Extracting files¶
Once you carry out a search, you can extract the sound and the
transcribed segments corresponding to the found items.
Each extracted item will be saved as a .TextGrid and
and .wav file.
Extractig words as files¶
In this section, we will split a set of sound files along with their TextGrid using the Extract files... command.
For this example, we will use the recording_sessions folder of the example files. This folder contains the TextGrid and sound files in the Fig. 19. As you can see, both type of files come in pairs.
Fig. 19 A screenshot of the folder recording sessions¶
For each file pair, the sound file contains a list of spanish words pronounced twice by one unique speaker. The TextGrid provides the transcription for the recording. As you can note in Fig. 20, the TextGrid has one tier for words and other for segments.
Fig. 20 Sound file and its TextGrid in Praat for one speaker¶
Given all this description, let’s extract and save as new files all the
transcribed items in the tier word in the files of the
recording_sessions folder.
Step 1: Index the TextGrid files in the recording sessions
folder (see Step 1: Index TextGrids for more information).
Fig. 21 Indexing the TextGrid files in the recording_sessions folder.¶
Step 2: Find all the transcribed items in the tier word.
To do it, open the search window and copy the options in
Fig. 22 (See Step 2: Search for more
information).
Fig. 22 Indexing all TextGrid files in the recording_sessions folder.¶
Step 3: In the plug-in menu, go to Finder > Tasks and click on
Extract files... A window similar to
Fig. 23 will pop up.
Fig. 23 Extract files window.¶
As you can notice, there are many options! Don’t worry. At this moment,
only focus on the Save in field. Complete this field with the
directory where the extracted files will be stored in you machine.
In my case, I filled it up with the path
C:\Users\rolan\Desktop\words. Finally, press on Ok.
Take a look to the Save in directory. The results should look like in
Fig. 24.
Fig. 24 The extracted files in the destiny directory.¶
In total, there are 100 files (50 .TextGrids and 50 .wav files).
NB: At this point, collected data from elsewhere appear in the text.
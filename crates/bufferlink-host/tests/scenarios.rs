//! End-to-end buffer lifecycle between a renderer host and a producer.
//!
//! The host runs on its own thread (the pool handshake blocks the producer
//! until the host answers); the test thread drives the producer and inspects
//! the host through closures executed on the host thread.

use std::cell::Cell;
use std::os::fd::OwnedFd;
use std::rc::Rc;
use std::sync::atomic::{AtomicBool, Ordering};
use std::sync::mpsc;
use std::sync::{Arc, Mutex};
use std::thread::{self, JoinHandle};
use std::time::{Duration, Instant};

use bufferlink_client::{MemfdAllocator, RendererBackend, TargetId, TargetListener};
use bufferlink_host::{Buffer, Presentation, RendererHost, SurfaceId};
use bufferlink_ipc::{BufferId, PoolId, SyncFence};

const WAIT: Duration = Duration::from_secs(5);
const TICK: Duration = Duration::from_millis(5);

type Command = Box<dyn FnOnce(&mut RendererHost) + Send>;

#[derive(Debug, Clone, PartialEq, Eq)]
enum Event {
    Ready {
        pool_id: PoolId,
        buffer_id: BufferId,
        fenced: bool,
    },
    Displayed(PoolId),
}

#[derive(Clone, Default)]
struct Recorder(Arc<Mutex<Vec<Event>>>);

impl Recorder {
    fn events(&self) -> Vec<Event> {
        self.0.lock().unwrap().clone()
    }
}

impl Presentation for Recorder {
    fn on_buffer_ready(&mut self, buffer: &Buffer, fence: Option<SyncFence>) {
        self.0.lock().unwrap().push(Event::Ready {
            pool_id: buffer.pool_id(),
            buffer_id: buffer.buffer_id(),
            fenced: fence.is_some(),
        });
    }

    fn on_frame_displayed(&mut self, pool_id: PoolId) {
        self.0.lock().unwrap().push(Event::Displayed(pool_id));
    }
}

struct Harness {
    commands: mpsc::Sender<Command>,
    stop: Arc<AtomicBool>,
    thread: Option<JoinHandle<()>>,
    recorder: Recorder,
    surface: SurfaceId,
}

impl Harness {
    /// Start a host with one surface; returns the client and surface descriptors.
    fn spawn() -> (Self, OwnedFd, OwnedFd) {
        let (commands, inbox) = mpsc::channel::<Command>();
        let (setup_tx, setup_rx) = mpsc::channel();
        let stop = Arc::new(AtomicBool::new(false));
        let recorder = Recorder::default();

        let thread_stop = stop.clone();
        let thread_recorder = recorder.clone();
        let thread = thread::spawn(move || {
            let mut host = RendererHost::new().unwrap();
            let surface = host.create_surface(Box::new(thread_recorder)).unwrap();
            let surface_fd = host.release_surface_fd(surface).unwrap();
            let client_fd = host.create_client().unwrap();
            setup_tx.send((surface, client_fd, surface_fd)).unwrap();

            while !thread_stop.load(Ordering::Relaxed) {
                while let Ok(command) = inbox.try_recv() {
                    command(&mut host);
                }
                host.dispatch(Some(TICK)).unwrap();
            }
        });

        let (surface, client_fd, surface_fd) = setup_rx.recv().unwrap();
        let harness = Self {
            commands,
            stop,
            thread: Some(thread),
            recorder,
            surface,
        };
        (harness, client_fd, surface_fd)
    }

    fn call<R: Send + 'static>(
        &self,
        f: impl FnOnce(&mut RendererHost) -> R + Send + 'static,
    ) -> R {
        let (tx, rx) = mpsc::channel();
        self.commands
            .send(Box::new(move |host: &mut RendererHost| {
                let _ = tx.send(f(host));
            }))
            .unwrap();
        rx.recv_timeout(WAIT).unwrap()
    }

    fn wait_host(&self, check: impl Fn(&mut RendererHost) -> bool + Send + Clone + 'static) {
        let deadline = Instant::now() + WAIT;
        while !self.call(check.clone()) {
            assert!(Instant::now() < deadline, "host never reached the expected state");
            thread::sleep(TICK);
        }
    }

    fn wait_events(&self, count: usize) -> Vec<Event> {
        let deadline = Instant::now() + WAIT;
        loop {
            let events = self.recorder.events();
            if events.len() >= count {
                return events;
            }
            assert!(Instant::now() < deadline, "presentation saw {:?}", events);
            thread::sleep(TICK);
        }
    }
}

impl Drop for Harness {
    fn drop(&mut self) {
        self.stop.store(true, Ordering::Relaxed);
        if let Some(thread) = self.thread.take() {
            let _ = thread.join();
        }
    }
}

struct Displayed(Rc<Cell<u32>>);

impl TargetListener for Displayed {
    fn frame_displayed(&mut self) {
        self.0.set(self.0.get() + 1);
    }
}

fn producer(client_fd: OwnedFd, surface_fd: OwnedFd) -> (RendererBackend, TargetId, Rc<Cell<u32>>) {
    let mut backend = RendererBackend::new(client_fd, Box::new(MemfdAllocator::new())).unwrap();
    let displayed = Rc::new(Cell::new(0));
    let target = backend
        .create_target(surface_fd, Box::new(Displayed(displayed.clone())))
        .unwrap();
    backend.initialize_target(target, 64, 64).unwrap();
    (backend, target, displayed)
}

fn wait_backend(backend: &mut RendererBackend, mut check: impl FnMut(&RendererBackend) -> bool) {
    let deadline = Instant::now() + WAIT;
    while !check(backend) {
        assert!(Instant::now() < deadline, "producer never reached the expected state");
        backend.dispatch(Some(TICK)).unwrap();
    }
}

fn render(backend: &mut RendererBackend, target: TargetId) {
    backend.frame_will_render(target).unwrap();
    backend.frame_rendered(target, None).unwrap();
}

fn slot_locked_on_host(pool_id: PoolId, buffer_id: BufferId) -> impl Fn(&mut RendererHost) -> bool + Send + Clone + 'static {
    move |host: &mut RendererHost| {
        host.registry()
            .buffer_pool(pool_id)
            .and_then(|pool| pool.get_buffer(buffer_id))
            .is_some_and(|buffer| buffer.is_locked())
    }
}

#[test]
fn test_handshake_registers_pool_with_surface() {
    let (harness, client_fd, surface_fd) = Harness::spawn();
    let (mut backend, target, _) = producer(client_fd, surface_fd);

    backend.frame_will_render(target).unwrap();
    assert_eq!(backend.target(target).unwrap().pool_id(), Some(0));

    let surface = harness.surface;
    harness.wait_host(move |host| host.registry().find_target(0) == Some(surface));
    assert_eq!(harness.call(|host| host.registry().find_target(1)), None);
    assert_eq!(
        harness.call(move |host| host.surface(surface).unwrap().pools().to_vec()),
        vec![0]
    );
}

#[test]
fn test_commit_reaches_presentation_and_locks_slot() {
    let (harness, client_fd, surface_fd) = Harness::spawn();
    let (mut backend, target, _) = producer(client_fd, surface_fd);

    // Slots 0 and 1 stay presented, so the third frame lands in slot 2.
    render(&mut backend, target);
    render(&mut backend, target);
    render(&mut backend, target);

    let events = harness.wait_events(3);
    assert_eq!(
        events[2],
        Event::Ready {
            pool_id: 0,
            buffer_id: 2,
            fenced: false
        }
    );
    harness.wait_host(slot_locked_on_host(0, 2));
    assert!(backend.target(target).unwrap().slot(2).unwrap().is_locked());
}

#[test]
fn test_release_unlocks_producer_slot() {
    let (harness, client_fd, surface_fd) = Harness::spawn();
    let (mut backend, target, _) = producer(client_fd, surface_fd);

    render(&mut backend, target);
    render(&mut backend, target);
    render(&mut backend, target);
    harness.wait_host(slot_locked_on_host(0, 2));

    harness.call(|host| host.release_buffer(0, 2));
    wait_backend(&mut backend, |backend| {
        !backend.target(target).unwrap().slot(2).unwrap().is_locked()
    });
    assert!(backend.target(target).unwrap().slot(1).unwrap().is_locked());

    // The released slot is the first free one again.
    backend.frame_will_render(target).unwrap();
    assert_eq!(
        backend.target(target).unwrap().current().unwrap().buffer_id(),
        2
    );
}

#[test]
fn test_purge_defers_presented_buffer_until_release() {
    let (harness, client_fd, surface_fd) = Harness::spawn();
    let (mut backend, target, _) = producer(client_fd, surface_fd);

    render(&mut backend, target);
    render(&mut backend, target);
    render(&mut backend, target);
    harness.wait_host(slot_locked_on_host(0, 2));

    // Resizing abandons pool 0 while the host still presents its buffers.
    backend.resize(target, 128, 128).unwrap();
    harness.wait_host(|host| host.registry().buffer_pool(0).is_none());
    assert_eq!(harness.call(|host| host.registry().retired_count()), 1);

    harness.call(|host| host.release_buffer(0, 2));
    harness.call(|host| host.release_buffer(0, 1));
    harness.call(|host| host.release_buffer(0, 0));
    assert_eq!(harness.call(|host| host.registry().retired_count()), 0);

    // The next frame negotiates a new pool and starts again at slot 0.
    backend.frame_will_render(target).unwrap();
    let target_state = backend.target(target).unwrap();
    assert_eq!(target_state.pool_id(), Some(1));
    assert_eq!(target_state.current().unwrap().buffer_id(), 0);
    assert!(target_state.slots().iter().all(|slot| !slot.is_locked()));
}

#[test]
fn test_commit_without_surface_is_dropped() {
    let (harness, client_fd, surface_fd) = Harness::spawn();
    let (mut backend, target, _) = producer(client_fd, surface_fd);

    backend.frame_will_render(target).unwrap();
    let surface = harness.surface;
    harness.wait_host(move |host| host.registry().find_target(0) == Some(surface));
    harness.wait_host(|host| {
        host.registry()
            .buffer_pool(0)
            .is_some_and(|pool| pool.get_buffer(0).is_some())
    });

    harness.call(move |host| host.destroy_surface(surface));
    backend.frame_rendered(target, None).unwrap();

    harness.wait_host(|host| {
        host.registry()
            .buffer_pool(0)
            .is_some_and(|pool| pool.get_buffer(0).is_none())
    });
    assert!(harness.recorder.events().is_empty());
}

#[test]
fn test_frame_complete_reaches_listener() {
    let (harness, client_fd, surface_fd) = Harness::spawn();
    let (mut backend, target, displayed) = producer(client_fd, surface_fd);

    render(&mut backend, target);
    harness.wait_events(1);
    let surface = harness.surface;
    harness.call(move |host| host.frame_displayed(surface, 0));

    wait_backend(&mut backend, |_| displayed.get() == 1);
    assert_eq!(harness.recorder.events().last(), Some(&Event::Displayed(0)));
}

#[test]
fn test_fence_travels_with_commit() {
    let (harness, client_fd, surface_fd) = Harness::spawn();
    let (mut backend, target, _) = producer(client_fd, surface_fd);

    let (fence, _signal) = std::os::unix::net::UnixStream::pair().unwrap();
    backend.frame_will_render(target).unwrap();
    backend
        .frame_rendered(target, Some(SyncFence::from_fd(fence.into())))
        .unwrap();

    let events = harness.wait_events(1);
    assert_eq!(
        events[0],
        Event::Ready {
            pool_id: 0,
            buffer_id: 0,
            fenced: true
        }
    );
}

#[test]
fn test_client_disconnect_destroys_its_pools() {
    let (harness, client_fd, surface_fd) = Harness::spawn();
    let (mut backend, target, _) = producer(client_fd, surface_fd);

    backend.frame_will_render(target).unwrap();
    harness.wait_host(|host| host.registry().buffer_pool(0).is_some());

    drop(backend);
    harness.wait_host(|host| host.client_count() == 0);
    assert_eq!(harness.call(|host| host.registry().pool_count()), 0);
    assert_eq!(harness.call(|host| host.registry().find_target(0)), None);
}

#[test]
fn test_commit_right_after_handshake_is_presented() {
    let (harness, client_fd, surface_fd) = Harness::spawn();
    let (mut backend, target, _) = producer(client_fd, surface_fd);

    // Every resize negotiates a new pool; the first commit into each races
    // its registration on the surface socket.
    for round in 0..8u32 {
        backend.resize(target, 64 + round, 64).unwrap();
        render(&mut backend, target);

        let events = harness.wait_events(round as usize + 1);
        assert_eq!(
            events[round as usize],
            Event::Ready {
                pool_id: round,
                buffer_id: 0,
                fenced: false
            }
        );
    }
}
Each
file pair contains only a word item as in Fig. 25
.
Fig. 25 An example of a extracted item¶
Setting filenames¶
You can name the extracted files in different ways using the Extract
files command. In the command window, go to the the field Filename
format (See Fig. 23). This field is filled up
by default as [Filename]-[DuplicateID]. The words in brackets are
special, they are tags. The tag [Filename] indicates that each resulting
file will take the name of the file where it was extracted. On the other
hand, [DuplicateID] is a tag that assures that the files with the same
name do not overwrite. This is carry out by adding an occurrence number to
the new files at the moment they are created. The default number is 001
and it is assigned to the first occurrence of a file when it is saved in the
destiny directory. If the name already exists, the command will increase the
occurrence number to 002 and so on until the filename is not repeated in
the destiny directory. Finally, note that the tags are separated by a -
character. In the Extract files command, anything that is not a tag will
be copy as it is to the resulting filename.
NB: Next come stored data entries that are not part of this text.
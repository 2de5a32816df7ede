//! Renderer backend
//!
//! Producer side of the buffer protocol. A [`RendererBackend`] holds the
//! connection to the renderer host and any number of render [`Target`]s, each
//! connected to one host surface. Targets negotiate a pool on their first
//! frame, allocate buffers lazily per slot and hand rendered buffers to the
//! host by committing them.
//!
//! Everything runs on the thread that calls [`RendererBackend::dispatch`].

pub mod allocator;
pub mod target;

use std::collections::HashMap;
use std::io;
use std::os::fd::OwnedFd;
use std::time::Duration;

use bufferlink_ipc::wire::codes;
use bufferlink_ipc::{
    BufferId, Client, DispatchStatus, EventLoop, Frame, Message, NativeHandle, PoolId, SyncFence,
    TransportError,
};
use mio::Token;
use thiserror::Error;
use tracing::{debug, info, warn};

pub use allocator::{BufferAllocator, BufferDescriptor, BufferFormat, BufferUsage, MemfdAllocator};
pub use target::{Slot, Target, TargetListener};

/// A render target owned by a backend.
#[derive(Debug, Clone, Copy, PartialEq, Eq, Hash)]
pub struct TargetId(u32);

#[derive(Debug, Error)]
pub enum BackendError {
    #[error("failed to create event loop: {0}")]
    EventLoop(#[source] io::Error),

    #[error("event loop poll failed: {0}")]
    Poll(#[source] io::Error),

    #[error("unknown target {0:?}")]
    UnknownTarget(TargetId),

    #[error("target {0:?} has no frame in progress")]
    NoCurrentBuffer(TargetId),

    #[error("pool handshake answered with message code {0}")]
    UnexpectedReply(u64),

    #[error("buffer allocation failed: {0}")]
    Allocation(#[source] io::Error),

    #[error(transparent)]
    Transport(#[from] TransportError),
}

/// Connection from one producer process to the renderer host
pub struct RendererBackend {
    event_loop: EventLoop,
    endpoint: Client,
    allocator: Box<dyn BufferAllocator>,
    format: BufferFormat,
    targets: HashMap<TargetId, Target>,
    routes: HashMap<Token, TargetId>,
    /// Current and previous pool of each target, so frame completions for
    /// the frame shown across a resize still reach it.
    pools: HashMap<PoolId, TargetId>,
    next_target_id: u32,
}

impl RendererBackend {
    /// Connect over `host_fd`, a descriptor obtained from `RendererHost::create_client`.
    pub fn new(host_fd: OwnedFd, allocator: Box<dyn BufferAllocator>) -> Result<Self, BackendError> {
        let mut event_loop = EventLoop::new().map_err(BackendError::EventLoop)?;
        let mut endpoint = Client::new();
        endpoint.initialize(&mut event_loop, host_fd)?;

        Ok(Self {
            event_loop,
            endpoint,
            allocator,
            format: BufferFormat::default(),
            targets: HashMap::new(),
            routes: HashMap::new(),
            pools: HashMap::new(),
            next_target_id: 0,
        })
    }

    /// Pixel format used for buffers allocated from now on.
    pub fn with_format(mut self, format: BufferFormat) -> Self {
        self.format = format;
        self
    }

    pub fn target(&self, id: TargetId) -> Option<&Target> {
        self.targets.get(&id)
    }

    fn target_mut(&mut self, id: TargetId) -> Result<&mut Target, BackendError> {
        self.targets
            .get_mut(&id)
            .ok_or(BackendError::UnknownTarget(id))
    }

    // ========================================================================
    // Target lifecycle
    // ========================================================================

    /// Create a target that presents to the host surface behind `surface_fd`.
    pub fn create_target(
        &mut self,
        surface_fd: OwnedFd,
        listener: Box<dyn TargetListener>,
    ) -> Result<TargetId, BackendError> {
        let id = TargetId(self.next_target_id);
        self.next_target_id += 1;

        let mut endpoint = Client::new();
        endpoint.initialize(&mut self.event_loop, surface_fd)?;
        if let Some(token) = endpoint.token() {
            self.routes.insert(token, id);
        }
        self.targets.insert(id, Target::new(endpoint, listener));
        debug!("Created target {:?}", id);
        Ok(id)
    }

    pub fn initialize_target(
        &mut self,
        id: TargetId,
        width: u32,
        height: u32,
    ) -> Result<(), BackendError> {
        self.target_mut(id)?.set_size(width, height);
        Ok(())
    }

    /// Change the target size, abandoning its current pool.
    ///
    /// The next frame negotiates a fresh pool id; buffers of the old pool that
    /// the host still presents are freed there on release.
    pub fn resize(&mut self, id: TargetId, width: u32, height: u32) -> Result<(), BackendError> {
        let target = self
            .targets
            .get_mut(&id)
            .ok_or(BackendError::UnknownTarget(id))?;
        if target.size() == (width, height) {
            return Ok(());
        }
        target.set_size(width, height);

        if let Some(pool_id) = target.pool_id() {
            info!("Target {:?} resized to {}x{}, dropping pool {}", id, width, height, pool_id);
            self.endpoint.send_message(&Message::PoolPurge { pool_id });
            target
                .endpoint
                .send_message(&Message::UnregisterPool { pool_id });
            target.set_pool_id(None);
            forget_older_pools(&mut self.pools, id, pool_id);
        }
        target.drop_buffers();
        Ok(())
    }

    pub fn destroy_target(&mut self, id: TargetId) {
        let Some(mut target) = self.targets.remove(&id) else {
            return;
        };
        if let Some(pool_id) = target.pool_id() {
            target
                .endpoint
                .send_message(&Message::UnregisterPool { pool_id });
        }
        if let Some(token) = target.endpoint.token() {
            self.routes.remove(&token);
        }
        target.endpoint.deinitialize(&self.event_loop);
        target.drop_buffers();
        self.pools.retain(|_, owner| *owner != id);
        debug!("Destroyed target {:?}", id);
    }

    // ========================================================================
    // Frames
    // ========================================================================

    /// Make sure the target has a pool, negotiating one with the host if not.
    fn ensure_pool(&mut self, id: TargetId) -> Result<PoolId, BackendError> {
        if let Some(pool_id) = self.target_mut(id)?.pool_id() {
            return Ok(pool_id);
        }

        let reply: Frame = self
            .endpoint
            .send_and_receive(&Message::PoolConstruction, codes::POOL_CONSTRUCTION_REPLY)?;
        let pool_id = match Message::decode(&reply) {
            Ok(Message::PoolConstructionReply { pool_id }) => pool_id,
            _ => return Err(BackendError::UnexpectedReply(reply.code)),
        };

        let target = self.target_mut(id)?;
        target.set_pool_id(Some(pool_id));
        target
            .endpoint
            .send_message(&Message::RegisterPool { pool_id });
        self.pools.insert(pool_id, id);
        info!("Target {:?} got pool {}", id, pool_id);
        Ok(pool_id)
    }

    /// Pick the buffer the next frame renders into.
    ///
    /// Negotiates a pool on first use and allocates the slot's buffer if it
    /// has none yet, announcing it to the host.
    ///
    /// # Panics
    ///
    /// If the host holds every buffer of the pool.
    pub fn frame_will_render(&mut self, id: TargetId) -> Result<&NativeHandle, BackendError> {
        let pool_id = self.ensure_pool(id)?;
        let target = self
            .targets
            .get_mut(&id)
            .ok_or(BackendError::UnknownTarget(id))?;
        let index = target.select_current();

        if target.slots()[index].handle().is_none() {
            let (width, height) = target.size();
            let descriptor = BufferDescriptor::render_target(width, height, self.format);
            let buffer_id = target.slots()[index].buffer_id();

            let handle = match self.allocator.allocate(&descriptor) {
                Ok(handle) => handle,
                Err(err) => {
                    target.take_current();
                    return Err(BackendError::Allocation(err));
                }
            };
            let exported = match handle.export() {
                Ok(fd) => fd,
                Err(err) => {
                    target.take_current();
                    return Err(BackendError::Allocation(err));
                }
            };

            self.endpoint
                .send_message(&Message::BufferAllocation { pool_id, buffer_id });
            if let Err(err) = self.endpoint.send_fd(exported) {
                target.take_current();
                return Err(err.into());
            }
            debug!("Attached buffer {} to pool {}", buffer_id, pool_id);
            target.listener.buffer_attached(buffer_id, &handle);
            target.attach(index, handle);
        }

        match target.slots()[index].handle() {
            Some(handle) => Ok(handle),
            None => Err(BackendError::NoCurrentBuffer(id)),
        }
    }

    /// Hand the buffer picked by `frame_will_render` to the host.
    pub fn frame_rendered(
        &mut self,
        id: TargetId,
        fence: Option<SyncFence>,
    ) -> Result<(), BackendError> {
        let target = self
            .targets
            .get_mut(&id)
            .ok_or(BackendError::UnknownTarget(id))?;
        let (Some(index), Some(pool_id)) = (target.take_current(), target.pool_id()) else {
            return Err(BackendError::NoCurrentBuffer(id));
        };
        let buffer_id: BufferId = target.slots()[index].buffer_id();

        self.endpoint.send_message(&Message::BufferCommit {
            pool_id,
            buffer_id,
            has_fence: fence.is_some(),
        });
        target.lock(index);
        if let Some(fence) = fence {
            self.endpoint.send_fd(fence)?;
        }
        debug!("Committed pool {} buffer {}", pool_id, buffer_id);
        Ok(())
    }

    // ========================================================================
    // Event loop
    // ========================================================================

    /// Wait up to `timeout` and handle host traffic.
    ///
    /// Returns how many endpoints were serviced.
    pub fn dispatch(&mut self, timeout: Option<Duration>) -> Result<usize, BackendError> {
        let host_token = self.endpoint.token();
        // Frames queued by the handshake are ready now, do not sleep on them.
        let backlog = self.endpoint.has_backlog();
        let timeout = if backlog { Some(Duration::ZERO) } else { timeout };

        let mut tokens = self.event_loop.poll(timeout).map_err(BackendError::Poll)?;
        if backlog {
            if let Some(token) = host_token.filter(|token| !tokens.contains(token)) {
                tokens.push(token);
            }
        }

        for token in &tokens {
            if Some(*token) == host_token {
                self.dispatch_host();
            } else if let Some(id) = self.routes.get(token).copied() {
                self.dispatch_target(id);
            }
        }
        Ok(tokens.len())
    }

    fn dispatch_host(&mut self) {
        let pools = &self.pools;
        let targets = &mut self.targets;
        let status = self
            .endpoint
            .dispatch(|_, frame| handle_host_message(pools, targets, frame));
        if status == DispatchStatus::Closed {
            warn!("Renderer host closed the connection");
            self.endpoint.deinitialize(&self.event_loop);
        }
    }

    fn dispatch_target(&mut self, id: TargetId) {
        let Some(target) = self.targets.get_mut(&id) else {
            return;
        };
        let status = target.endpoint.dispatch(|_, frame| {
            warn!("Target {:?} ignoring surface frame code {}", id, frame.code)
        });
        if status == DispatchStatus::Closed {
            info!("Surface of target {:?} went away", id);
            if let Some(token) = target.endpoint.token() {
                self.routes.remove(&token);
            }
            target.endpoint.deinitialize(&self.event_loop);
        }
    }
}

/// Drop the routes of `target` except the one for `keep`.
fn forget_older_pools(pools: &mut HashMap<PoolId, TargetId>, target: TargetId, keep: PoolId) {
    pools.retain(|pool_id, owner| *owner != target || *pool_id == keep);
}

fn handle_host_message(
    pools: &HashMap<PoolId, TargetId>,
    targets: &mut HashMap<TargetId, Target>,
    frame: Frame,
) {
    let message = match Message::decode(&frame) {
        Ok(message) => message,
        Err(err) => {
            warn!("Renderer host sent a bad frame: {}", err);
            return;
        }
    };

    match message {
        Message::ReleaseBuffer { pool_id, buffer_id } => {
            match pools.get(&pool_id).and_then(|id| targets.get_mut(id)) {
                Some(target) => target.release(pool_id, buffer_id),
                None => debug!("Release for stale pool {}", pool_id),
            }
        }
        Message::FrameComplete { pool_id } => {
            match pools.get(&pool_id).and_then(|id| targets.get_mut(id)) {
                Some(target) => target.listener.frame_displayed(),
                None => debug!("Frame complete for stale pool {}", pool_id),
            }
        }
        other => warn!("Renderer host sent {:?}, which only clients emit", other),
    }
}

#[cfg(test)]
mod tests {
    use super::*;
    use std::cell::Cell;
    use std::rc::Rc;

    struct Counter(Rc<Cell<u32>>);

    impl TargetListener for Counter {
        fn frame_displayed(&mut self) {
            self.0.set(self.0.get() + 1);
        }
    }

    fn target_with_pool(pool_id: PoolId, counter: Rc<Cell<u32>>) -> Target {
        let mut target = Target::new(Client::new(), Box::new(Counter(counter)));
        target.set_pool_id(Some(pool_id));
        target.lock(1);
        target
    }

    #[test]
    fn test_host_messages_route_by_pool() {
        let displayed = Rc::new(Cell::new(0));
        let mut targets = HashMap::new();
        targets.insert(TargetId(0), target_with_pool(5, displayed.clone()));
        let mut pools = HashMap::new();
        pools.insert(5, TargetId(0));

        let release = Message::ReleaseBuffer {
            pool_id: 5,
            buffer_id: 1,
        };
        handle_host_message(&pools, &mut targets, release.encode());
        handle_host_message(&pools, &mut targets, Message::FrameComplete { pool_id: 5 }.encode());
        handle_host_message(&pools, &mut targets, Message::FrameComplete { pool_id: 6 }.encode());

        let target = &targets[&TargetId(0)];
        assert!(!target.slot(1).unwrap().is_locked());
        assert_eq!(displayed.get(), 1);
    }

    #[test]
    fn test_resize_keeps_only_previous_pool_route() {
        let mut pools = HashMap::new();
        for pool_id in 0..5 {
            pools.insert(pool_id, TargetId(0));
        }
        pools.insert(9, TargetId(1));

        forget_older_pools(&mut pools, TargetId(0), 4);

        assert_eq!(pools.len(), 2);
        assert_eq!(pools.get(&4), Some(&TargetId(0)));
        assert_eq!(pools.get(&9), Some(&TargetId(1)));
    }
}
Now that you know how the setting [filename]-[DuplicateID] works, take a look back to the Fig. 24 and make sense of the filenames. Here is a little explanation.
[Filename] |
String |
[DuplicateID] |
Output |
|---|---|---|---|
COL002-session1 |
- |
001 |
COL002-session1-001.wav |
COL002-session1 |
- |
002 |
COL002-session1-002.wav |
COL002-session1 |
- |
003 |
COL002-session1-003.wav |
COL002-session1 |
- |
004 |
COL002-session1-004.wav |
COL002-session1 |
- |
005 |
COL002-session1-005.wav |
You can use the text in the matched items as filenames. Go to the Format field and write [Text]-[DuplicateID]. In the Fig. 26, there is a screenshot of the results.
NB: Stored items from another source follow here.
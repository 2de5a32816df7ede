//! Move-only owners for descriptors that cross the socket.
//!
//! A handle is freed when its owner drops it. Transfers never hand out the
//! owner's descriptor: [`NativeHandle::export`] makes an independent copy and
//! the transport consumes that copy.

use std::io;
use std::os::fd::{AsFd, AsRawFd, BorrowedFd, OwnedFd, RawFd};

/// An opaque platform buffer (shared memory, dma-buf, hardware buffer).
#[derive(Debug)]
pub struct NativeHandle {
    fd: OwnedFd,
}

impl NativeHandle {
    pub fn from_fd(fd: OwnedFd) -> Self {
        Self { fd }
    }

    /// Duplicate for handing to the peer. The copy owns its own descriptor.
    pub fn export(&self) -> io::Result<OwnedFd> {
        self.fd.try_clone()
    }

    pub fn into_fd(self) -> OwnedFd {
        self.fd
    }
}

impl AsFd for NativeHandle {
    fn as_fd(&self) -> BorrowedFd<'_> {
        self.fd.as_fd()
    }
}

impl AsRawFd for NativeHandle {
    fn as_raw_fd(&self) -> RawFd {
        self.fd.as_raw_fd()
    }
}

impl From<OwnedFd> for NativeHandle {
    fn from(fd: OwnedFd) -> Self {
        Self::from_fd(fd)
    }
}

/// Synchronization fence signalled when rendering into a buffer finished.
#[derive(Debug)]
pub struct SyncFence {
    fd: OwnedFd,
}

impl SyncFence {
    pub fn from_fd(fd: OwnedFd) -> Self {
        Self { fd }
    }

    pub fn into_fd(self) -> OwnedFd {
        self.fd
    }
}

impl AsFd for SyncFence {
    fn as_fd(&self) -> BorrowedFd<'_> {
        self.fd.as_fd()
    }
}

impl From<OwnedFd> for SyncFence {
    fn from(fd: OwnedFd) -> Self {
        Self::from_fd(fd)
    }
}

#[cfg(test)]
mod tests {
    use super::*;
    use std::io::Read;
    use std::os::unix::net::UnixStream;

    fn is_closed(probe: &UnixStream) -> bool {
        probe.set_nonblocking(true).unwrap();
        let mut byte = [0u8; 1];
        matches!((&*probe).read(&mut byte), Ok(0))
    }

    #[test]
    fn test_drop_frees_descriptor() {
        let (ours, probe) = UnixStream::pair().unwrap();
        let handle = NativeHandle::from_fd(ours.into());

        assert!(!is_closed(&probe));
        drop(handle);
        assert!(is_closed(&probe));
    }

    #[test]
    fn test_export_is_independent_copy() {
        let (ours, probe) = UnixStream::pair().unwrap();
        let handle = NativeHandle::from_fd(ours.into());
        let exported = handle.export().unwrap();

        assert_ne!(exported.as_raw_fd(), handle.as_raw_fd());
        drop(exported);
        assert!(!is_closed(&probe));
        drop(handle);
        assert!(is_closed(&probe));
    }
}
Fig. 26 The extracted files in the destiny directory.¶
Now, we can know which files contain which words. The only issue that arises is that we cannot distinguish which file correspond to which speaker. There are a couple of ways to solve this issue. My favourite one is to reorganize the extracted files into subfolders. Given the fact that there is one source file per speaker, we can hack the File format field and fill it up with [Filename]/[Text]-[DuplicateID]. Here, the slash / separates the filename in two parts. The right part contains the name of the filenames and the left corresponds to the subfolders where the files will be stored. When you run the command, you will get a result as in Fig. 27 where each subfolder contains a set of files as in Fig. 28.
Fig. 27 The extracted files in the destiny directory.¶
Fig. 28 The extracted files in the destiny directory.¶